==== EXERCISE INPUT

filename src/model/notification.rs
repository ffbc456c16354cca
use std::str::FromStr;

pub const CREATED_MESSAGE: &str = "Logged. Try not to forget it this time.";
pub const COMPLETED_MESSAGE: &str = "Completed. My faith in you rises slightly.";
pub const DELETED_MESSAGE: &str = "Gone. As if it never happened.";
pub const UPDATED_MESSAGE: &str = "Polished. Much better.";

/// Which kind of change a notification reports. Only affects styling.
#[derive(Debug, Clone, Copy, PartialEq, Eq, Hash, Default)]
pub enum NotificationKind {
    Create,
    Update,
    Delete,
    Complete,
    /// Fallback for kind names nothing recognizes
    #[default]
    Neutral,
}

impl NotificationKind {
    pub fn as_str(self) -> &'static str {
        match self {
            NotificationKind::Create => "create",
            NotificationKind::Update => "update",
            NotificationKind::Delete => "delete",
            NotificationKind::Complete => "complete",
            NotificationKind::Neutral => "neutral",
        }
    }

    /// Lenient parse: anything unknown maps to `Neutral`
    pub fn from_name(name: &str) -> Self {
        match name {
            "create" => NotificationKind::Create,
            "update" => NotificationKind::Update,
            "delete" => NotificationKind::Delete,
            "complete" => NotificationKind::Complete,
            _ => NotificationKind::Neutral,
        }
    }
}

impl FromStr for NotificationKind {
    type Err = std::convert::Infallible;

    fn from_str(s: &str) -> Result<Self, Self::Err> {
        Ok(NotificationKind::from_name(s))
    }
}

/// A short-lived status message shown after a mutation
#[derive(Debug, Clone, PartialEq, Eq)]
pub struct Notification {
    pub text: String,
    pub kind: NotificationKind,
}

impl Notification {
    pub fn new(text: impl Into<String>, kind: NotificationKind) -> Self {
        Notification {
            text: text.into(),
            kind,
        }
    }
}

#[cfg(test)]
mod tests {
    use super::*;

    #[test]
    fn known_kinds_round_trip_through_names() {
        for kind in [
            NotificationKind::Create,
            NotificationKind::Update,
            NotificationKind::Delete,
            NotificationKind::Complete,
        ] {
            assert_eq!(NotificationKind::from_name(kind.as_str()), kind);
        }
    }

    #[test]
    fn unknown_kind_is_neutral() {
        assert_eq!(NotificationKind::from_name("panic"), NotificationKind::Neutral);
        assert_eq!(NotificationKind::from_name(""), NotificationKind::Neutral);
        assert_eq!(
            "Complete".parse::<NotificationKind>().unwrap(),
            NotificationKind::Neutral
        );
    }
}
use crate::model::notification::{
    COMPLETED_MESSAGE, CREATED_MESSAGE, DELETED_MESSAGE, UPDATED_MESSAGE,
};
use crate::model::{NotificationKind, Task, TaskId, ToggleWording};
use crate::ops::notify::NotificationSink;

/// Error type for task store operations
#[derive(Debug, Clone, PartialEq, Eq, thiserror::Error)]
pub enum StoreError {
    #[error("task title is empty")]
    EmptyTitle,
    #[error("task not found: {0}")]
    TaskNotFound(TaskId),
}

/// The ordered, in-memory list of tasks.
///
/// Every successful mutation emits exactly one notification to the sink
/// passed in. Failed operations leave the list untouched and emit nothing.
#[derive(Debug, Clone)]
pub struct TaskStore {
    tasks: Vec<Task>,
    next_id: u64,
    toggle_wording: ToggleWording,
}

impl Default for TaskStore {
    fn default() -> Self {
        Self::new()
    }
}

impl TaskStore {
    /// An empty store
    pub fn new() -> Self {
        TaskStore {
            tasks: Vec::new(),
            next_id: 1,
            toggle_wording: ToggleWording::default(),
        }
    }

    /// The three example tasks shown on a fresh start
    pub fn seeded() -> Self {
        let mut store = Self::new();
        for (title, completed) in [
            ("Review quarterly reports", false),
            ("Schedule team sync meeting", true),
            ("Approve vendor contracts", false),
        ] {
            let id = store.allocate_id();
            store.tasks.push(Task {
                id,
                title: title.to_string(),
                completed,
            });
        }
        store
    }

    pub fn with_toggle_wording(mut self, wording: ToggleWording) -> Self {
        self.toggle_wording = wording;
        self
    }

    pub fn toggle_wording(&self) -> ToggleWording {
        self.toggle_wording
    }

    fn allocate_id(&mut self) -> TaskId {
        let id = TaskId(self.next_id);
        self.next_id += 1;
        id
    }

    fn find_mut(&mut self, id: TaskId) -> Result<&mut Task, StoreError> {
        self.tasks
            .iter_mut()
            .find(|t| t.id == id)
            .ok_or(StoreError::TaskNotFound(id))
    }

    // -----------------------------------------------------------------------
    // Queries
    // -----------------------------------------------------------------------

    pub fn tasks(&self) -> &[Task] {
        &self.tasks
    }

    pub fn get(&self, id: TaskId) -> Option<&Task> {
        self.tasks.iter().find(|t| t.id == id)
    }

    /// Index of a task in display order
    pub fn position(&self, id: TaskId) -> Option<usize> {
        self.tasks.iter().position(|t| t.id == id)
    }

    pub fn total(&self) -> usize {
        self.tasks.len()
    }

    pub fn completed_count(&self) -> usize {
        self.tasks.iter().filter(|t| t.completed).count()
    }

    pub fn is_empty(&self) -> bool {
        self.tasks.is_empty()
    }

    // -----------------------------------------------------------------------
    // Mutations
    // -----------------------------------------------------------------------

    /// Append a new incomplete task. Blank titles are rejected.
    pub fn add(
        &mut self,
        title: &str,
        sink: &mut dyn NotificationSink,
    ) -> Result<TaskId, StoreError> {
        if title.trim().is_empty() {
            return Err(StoreError::EmptyTitle);
        }
        let id = self.allocate_id();
        self.tasks.push(Task::new(id, title));
        tracing::debug!(%id, title, "task added");
        sink.show(CREATED_MESSAGE, NotificationKind::Create);
        Ok(id)
    }

    /// Flip a task's completion flag. Returns the new value.
    pub fn toggle(
        &mut self,
        id: TaskId,
        sink: &mut dyn NotificationSink,
    ) -> Result<bool, StoreError> {
        let wording = self.toggle_wording;
        let task = self.find_mut(id)?;
        let was_completed = task.completed;
        task.completed = !was_completed;
        let now_completed = task.completed;
        tracing::debug!(%id, completed = now_completed, "task toggled");

        let announce_completed = match wording {
            ToggleWording::Resulting => now_completed,
            ToggleWording::PreToggle => was_completed,
        };
        if announce_completed {
            sink.show(COMPLETED_MESSAGE, NotificationKind::Complete);
        } else {
            sink.show(CREATED_MESSAGE, NotificationKind::Create);
        }
        Ok(now_completed)
    }

    /// Remove a task, returning it
    pub fn remove(
        &mut self,
        id: TaskId,
        sink: &mut dyn NotificationSink,
    ) -> Result<Task, StoreError> {
        let idx = self.position(id).ok_or(StoreError::TaskNotFound(id))?;
        let task = self.tasks.remove(idx);
        tracing::debug!(%id, "task removed");
        sink.show(DELETED_MESSAGE, NotificationKind::Delete);
        Ok(task)
    }

    /// Overwrite a task's title. No emptiness check at this layer.
    pub fn update(
        &mut self,
        id: TaskId,
        title: &str,
        sink: &mut dyn NotificationSink,
    ) -> Result<(), StoreError> {
        let task = self.find_mut(id)?;
        task.title = title.to_string();
        tracing::debug!(%id, title, "task renamed");
        sink.show(UPDATED_MESSAGE, NotificationKind::Update);
        Ok(())
    }
}
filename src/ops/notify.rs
use std::cell::Cell;
use std::rc::Rc;
use std::time::{Duration, Instant};

use crate::model::{Notification, NotificationKind};
use crate::ops::timer::{TimerQueue, TimerToken};

/// Receiver for the notification each store mutation emits
pub trait NotificationSink {
    fn show(&mut self, text: &str, kind: NotificationKind);
}

/// Collects notifications instead of displaying them
impl NotificationSink for Vec<Notification> {
    fn show(&mut self, text: &str, kind: NotificationKind) {
        self.push(Notification::new(text, kind));
    }
}

/// Source of "now" for scheduling auto-clear
pub trait Clock {
    fn now(&self) -> Instant;
}

#[derive(Debug, Clone, Copy, Default)]
pub struct SystemClock;

impl Clock for SystemClock {
    fn now(&self) -> Instant {
        Instant::now()
    }
}

/// Clock that only moves when told to. Clones share the same time.
#[derive(Debug, Clone)]
pub struct ManualClock {
    now: Rc<Cell<Instant>>,
}

impl ManualClock {
    pub fn new() -> Self {
        ManualClock {
            now: Rc::new(Cell::new(Instant::now())),
        }
    }

    pub fn advance(&self, by: Duration) {
        self.now.set(self.now.get() + by);
    }
}

impl Default for ManualClock {
    fn default() -> Self {
        Self::new()
    }
}

impl Clock for ManualClock {
    fn now(&self) -> Instant {
        self.now.get()
    }
}

#[derive(Debug)]
struct Shown {
    notification: Notification,
    timer: TimerToken,
}

/// Single-slot notification with auto-clear.
///
/// Showing a new notification cancels the previous one's timer before
/// scheduling its own.
#[derive(Debug)]
pub struct Notifier<C: Clock = SystemClock> {
    clock: C,
    duration: Duration,
    shown: Option<Shown>,
    timers: TimerQueue,
}

impl Notifier<SystemClock> {
    pub fn new(duration: Duration) -> Self {
        Notifier::with_clock(duration, SystemClock)
    }
}

impl<C: Clock> Notifier<C> {
    pub fn with_clock(duration: Duration, clock: C) -> Self {
        Notifier {
            clock,
            duration,
            shown: None,
            timers: TimerQueue::new(),
        }
    }

    /// Replace the current notification and restart the auto-clear timer
    pub fn show_notification(&mut self, notification: Notification) -> TimerToken {
        if let Some(prev) = self.shown.take() {
            self.timers.cancel(prev.timer);
            tracing::trace!(text = %prev.notification.text, "notification superseded");
        }
        let timer = self.timers.schedule(self.clock.now() + self.duration);
        tracing::debug!(kind = notification.kind.as_str(), text = %notification.text, "notification shown");
        self.shown = Some(Shown {
            notification,
            timer,
        });
        timer
    }

    /// Drop the current notification and its pending timer
    pub fn clear(&mut self) {
        if let Some(prev) = self.shown.take() {
            self.timers.cancel(prev.timer);
        }
    }

    /// Fire every due timer. Returns true if the visible notification was cleared.
    pub fn tick(&mut self) -> bool {
        let now = self.clock.now();
        let mut cleared = false;
        for token in self.timers.pop_due(now) {
            if self.shown.as_ref().is_some_and(|s| s.timer == token) {
                self.shown = None;
                cleared = true;
            }
        }
        cleared
    }

    pub fn current(&self) -> Option<&Notification> {
        self.shown.as_ref().map(|s| &s.notification)
    }

    /// When the next auto-clear is due, if any
    pub fn next_deadline(&self) -> Option<Instant> {
        self.timers.next_deadline()
    }

    /// Timers still waiting to fire
    pub fn pending_timers(&self) -> usize {
        self.timers.len()
    }

    pub fn duration(&self) -> Duration {
        self.duration
    }
}

impl<C: Clock> NotificationSink for Notifier<C> {
    fn show(&mut self, text: &str, kind: NotificationKind) {
        self.show_notification(Notification::new(text, kind));
    }
}

#[cfg(test)]
mod tests {
    use super::*;

    fn notifier() -> (Notifier<ManualClock>, ManualClock) {
        let clock = ManualClock::new();
        (
            Notifier::with_clock(Duration::from_millis(3000), clock.clone()),
            clock,
        )
    }

    #[test]
    fn show_then_expire() {
        let (mut n, clock) = notifier();
        n.show("Polished. Much better.", NotificationKind::Update);
        assert_eq!(n.current().unwrap().kind, NotificationKind::Update);

        clock.advance(Duration::from_millis(2999));
        assert!(!n.tick());
        assert!(n.current().is_some());

        clock.advance(Duration::from_millis(1));
        assert!(n.tick());
        assert!(n.current().is_none());
        assert_eq!(n.pending_timers(), 0);
    }

    #[test]
    fn newer_notification_cancels_older_timer() {
        let (mut n, clock) = notifier();
        let first = n.show_notification(Notification::new("A", NotificationKind::Create));
        clock.advance(Duration::from_millis(2000));
        let second = n.show_notification(Notification::new("B", NotificationKind::Delete));
        assert_ne!(first, second);
        assert_eq!(n.pending_timers(), 1);

        // A's original deadline passes; B must survive
        clock.advance(Duration::from_millis(1500));
        assert!(!n.tick());
        assert_eq!(n.current().unwrap().text, "B");

        clock.advance(Duration::from_millis(1500));
        assert!(n.tick());
        assert!(n.current().is_none());
    }

    #[test]
    fn explicit_clear_cancels_timer() {
        let (mut n, clock) = notifier();
        n.show("A", NotificationKind::Complete);
        n.clear();
        assert!(n.current().is_none());
        assert_eq!(n.pending_timers(), 0);
        assert_eq!(n.next_deadline(), None);

        clock.advance(Duration::from_secs(5));
        assert!(!n.tick());
    }

    #[test]
    fn next_deadline_tracks_latest_show() {
        let (mut n, clock) = notifier();
        let start = clock.now();
        n.show("A", NotificationKind::Create);
        assert_eq!(n.next_deadline(), Some(start + Duration::from_millis(3000)));
        clock.advance(Duration::from_millis(500));
        n.show("B", NotificationKind::Create);
        assert_eq!(n.next_deadline(), Some(start + Duration::from_millis(3500)));
    }

    #[test]
    fn vec_sink_records_in_order() {
        let mut sink: Vec<Notification> = Vec::new();
        sink.show("one", NotificationKind::Create);
        sink.show("two", NotificationKind::Delete);
        assert_eq!(
            sink,
            vec![
                Notification::new("one", NotificationKind::Create),
                Notification::new("two", NotificationKind::Delete),
            ]
        );
    }
}
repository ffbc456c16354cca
pub mod unicode;
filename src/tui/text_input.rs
use crossterm::event::{KeyCode, KeyEvent, KeyModifiers};

use crate::util::unicode;

/// Single-line text buffer with a grapheme-aware byte cursor
#[derive(Debug, Clone, Default, PartialEq, Eq)]
pub struct TextInput {
    pub buffer: String,
    /// Byte offset into `buffer`, always on a grapheme boundary
    pub cursor: usize,
}

impl TextInput {
    pub fn new() -> Self {
        Self::default()
    }

    /// Wrap existing text, clamping the cursor to its length
    pub fn with_cursor(buffer: String, cursor: usize) -> Self {
        let cursor = cursor.min(buffer.len());
        TextInput { buffer, cursor }
    }

    /// Replace the text and put the cursor at the end
    pub fn set(&mut self, text: &str) {
        self.buffer = text.to_string();
        self.cursor = self.buffer.len();
    }

    pub fn clear(&mut self) {
        self.buffer.clear();
        self.cursor = 0;
    }

    pub fn is_blank(&self) -> bool {
        self.buffer.trim().is_empty()
    }

    pub fn insert_char(&mut self, c: char) {
        self.buffer.insert(self.cursor, c);
        self.cursor += c.len_utf8();
    }

    pub fn backspace(&mut self) {
        if let Some(prev) = unicode::prev_grapheme_boundary(&self.buffer, self.cursor) {
            self.buffer.drain(prev..self.cursor);
            self.cursor = prev;
        }
    }

    pub fn delete(&mut self) {
        if let Some(next) = unicode::next_grapheme_boundary(&self.buffer, self.cursor) {
            self.buffer.drain(self.cursor..next);
        }
    }

    pub fn move_left(&mut self) {
        if let Some(prev) = unicode::prev_grapheme_boundary(&self.buffer, self.cursor) {
            self.cursor = prev;
        }
    }

    pub fn move_right(&mut self) {
        if let Some(next) = unicode::next_grapheme_boundary(&self.buffer, self.cursor) {
            self.cursor = next;
        }
    }

    /// Text before and after the cursor, for rendering
    pub fn split_at_cursor(&self) -> (&str, &str) {
        self.buffer.split_at(self.cursor)
    }

    /// Apply a line-editing key. Returns false if the key isn't an editing key.
    pub fn handle_key(&mut self, key: KeyEvent) -> bool {
        match (key.modifiers, key.code) {
            (m, KeyCode::Char(c))
                if !m.contains(KeyModifiers::CONTROL) && !m.contains(KeyModifiers::ALT) =>
            {
                self.insert_char(c);
            }
            // Ctrl+U: clear to start of line
            (m, KeyCode::Char('u')) if m.contains(KeyModifiers::CONTROL) => {
                self.buffer.drain(..self.cursor);
                self.cursor = 0;
            }
            (_, KeyCode::Backspace) => self.backspace(),
            (_, KeyCode::Delete) => self.delete(),
            (_, KeyCode::Left) => self.move_left(),
            (_, KeyCode::Right) => self.move_right(),
            (_, KeyCode::Home) => self.cursor = 0,
            (_, KeyCode::End) => self.cursor = self.buffer.len(),
            _ => return false,
        }
        true
    }
}

#[cfg(test)]
mod tests {
    use super::*;

    fn key(code: KeyCode) -> KeyEvent {
        KeyEvent::new(code, KeyModifiers::NONE)
    }

    fn typed(text: &str) -> TextInput {
        let mut input = TextInput::new();
        for c in text.chars() {
            assert!(input.handle_key(key(KeyCode::Char(c))));
        }
        input
    }

    #[test]
    fn typing_appends_at_cursor() {
        let input = typed("Buy milk");
        assert_eq!(input.buffer, "Buy milk");
        assert_eq!(input.cursor, 8);
    }

    #[test]
    fn insert_in_middle() {
        let mut input = typed("Buymilk");
        for _ in 0..4 {
            input.handle_key(key(KeyCode::Left));
        }
        input.handle_key(key(KeyCode::Char(' ')));
        assert_eq!(input.buffer, "Buy milk");
        assert_eq!(input.split_at_cursor(), ("Buy ", "milk"));
    }

    #[test]
    fn backspace_and_delete_respect_graphemes() {
        let mut input = TextInput::with_cursor("cafe\u{0301}!".to_string(), 6);
        input.backspace();
        assert_eq!(input.buffer, "caf!");
        assert_eq!(input.cursor, 3);
        input.handle_key(key(KeyCode::Home));
        input.delete();
        assert_eq!(input.buffer, "af!");
        assert_eq!(input.cursor, 0);
        input.backspace();
        assert_eq!(input.buffer, "af!");
    }

    #[test]
    fn home_end_and_clear_line() {
        let mut input = typed("hello world");
        input.handle_key(key(KeyCode::Home));
        assert_eq!(input.cursor, 0);
        input.handle_key(key(KeyCode::End));
        assert_eq!(input.cursor, 11);
        for _ in 0..5 {
            input.move_left();
        }
        input.handle_key(KeyEvent::new(KeyCode::Char('u'), KeyModifiers::CONTROL));
        assert_eq!(input.buffer, "world");
        assert_eq!(input.cursor, 0);
    }

    #[test]
    fn non_editing_keys_are_not_consumed() {
        let mut input = TextInput::new();
        assert!(!input.handle_key(key(KeyCode::Enter)));
        assert!(!input.handle_key(key(KeyCode::Esc)));
        assert!(!input.handle_key(KeyEvent::new(KeyCode::Char('c'), KeyModifiers::CONTROL)));
        assert!(input.buffer.is_empty());
    }

    #[test]
    fn blank_detection_and_set() {
        let mut input = typed("   ");
        assert!(input.is_blank());
        input.set("Draft");
        assert!(!input.is_blank());
        assert_eq!(input.cursor, 5);
        input.clear();
        assert_eq!(input, TextInput::new());
    }
}
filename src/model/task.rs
use std::fmt;

/// Opaque task identifier, assigned by the store and never reused
#[derive(Debug, Clone, Copy, PartialEq, Eq, Hash, PartialOrd, Ord)]
pub struct TaskId(pub u64);

impl fmt::Display for TaskId {
    fn fmt(&self, f: &mut fmt::Formatter<'_>) -> fmt::Result {
        write!(f, "#{}", self.0)
    }
}

/// A single to-do item
#[derive(Debug, Clone, PartialEq, Eq)]
pub struct Task {
    pub id: TaskId,
    /// Display text. Non-empty when created through `TaskStore::add`,
    /// but renames are stored as given.
    pub title: String,
    pub completed: bool,
}

impl Task {
    /// Create a new, incomplete task
    pub fn new(id: TaskId, title: impl Into<String>) -> Self {
        Task {
            id,
            title: title.into(),
            completed: false,
        }
    }

    /// The checkbox shown for this task in the list
    pub fn checkbox(&self) -> &'static str {
        if self.completed { "[x]" } else { "[ ]" }
    }
}
pub mod config;
pub mod notification;
pub mod task;

pub use config::*;
pub use notification::*;
pub use task::*;
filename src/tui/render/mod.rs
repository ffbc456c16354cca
pub mod footer;
pub mod header;
pub mod help_overlay;
pub mod helpers;
pub mod input_box;
pub mod notification_bar;
pub mod status_row;
pub mod task_list;

#[cfg(test)]
pub mod test_helpers;

use ratatui::Frame;
use ratatui::layout::{Constraint, Direction, Layout};
use ratatui::style::Style;
use ratatui::widgets::Block;

use super::app::App;

/// Draw the whole screen, top to bottom
pub fn render(frame: &mut Frame, app: &mut App) {
    let area = frame.area();

    // Background fill
    let bg_style = Style::default().bg(app.theme.background);
    frame.render_widget(Block::default().style(bg_style), area);

    let chunks = Layout::default()
        .direction(Direction::Vertical)
        .constraints([
            Constraint::Length(2), // title + completion count
            Constraint::Length(1), // notification
            Constraint::Length(3), // new-task input
            Constraint::Min(1),    // task list
            Constraint::Length(1), // footer
            Constraint::Length(1), // status row
        ])
        .split(area);

    header::render_header(frame, app, chunks[0]);
    notification_bar::render_notification_bar(frame, app, chunks[1]);
    input_box::render_input_box(frame, app, chunks[2]);
    task_list::render_task_list(frame, app, chunks[3]);
    footer::render_footer(frame, app, chunks[4]);
    status_row::render_status_row(frame, app, chunks[5]);

    // Help overlay (rendered on top of everything)
    if app.show_help {
        help_overlay::render_help_overlay(frame, app, frame.area());
    }
}
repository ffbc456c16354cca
use ratatui::Frame;
use ratatui::layout::Rect;
use ratatui::style::Style;
use ratatui::text::{Line, Span};
use ratatui::widgets::{Block, Borders, Paragraph};

use crate::tui::app::{App, Mode};

pub const PLACEHOLDER: &str = "Add a new task...";

/// Bordered box for typing a new task
pub fn render_input_box(frame: &mut Frame, app: &App, area: Rect) {
    let bg = app.theme.background;
    let focused = app.mode == Mode::Input;
    let border_color = if focused {
        app.theme.highlight
    } else {
        app.theme.dim
    };
    let text_style = Style::default().fg(app.theme.text_bright).bg(bg);

    let mut spans: Vec<Span> = Vec::new();
    if focused {
        let (before, after) = app.new_task.split_at_cursor();
        spans.push(Span::styled(before.to_string(), text_style));
        spans.push(Span::styled(
            "\u{258C}", // ▌ cursor
            Style::default().fg(app.theme.highlight).bg(bg),
        ));
        spans.push(Span::styled(after.to_string(), text_style));
        if app.new_task.buffer.is_empty() {
            spans.push(Span::styled(
                PLACEHOLDER,
                Style::default().fg(app.theme.dim).bg(bg),
            ));
        }
    } else if app.new_task.buffer.is_empty() {
        spans.push(Span::styled(
            PLACEHOLDER,
            Style::default().fg(app.theme.dim).bg(bg),
        ));
    } else {
        spans.push(Span::styled(app.new_task.buffer.clone(), text_style));
    }

    let block = Block::default()
        .borders(Borders::ALL)
        .border_style(Style::default().fg(border_color).bg(bg))
        .title(Span::styled(" + ", Style::default().fg(border_color).bg(bg)))
        .style(Style::default().bg(bg));

    let paragraph = Paragraph::new(Line::from(spans))
        .block(block)
        .style(Style::default().bg(bg));
    frame.render_widget(paragraph, area);
}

========

## EXERCISE OBJECTIVE:
Going through the data above, please tally the lines that contain the string "trait" and return only the total.

## OUTPUT BELOW:
2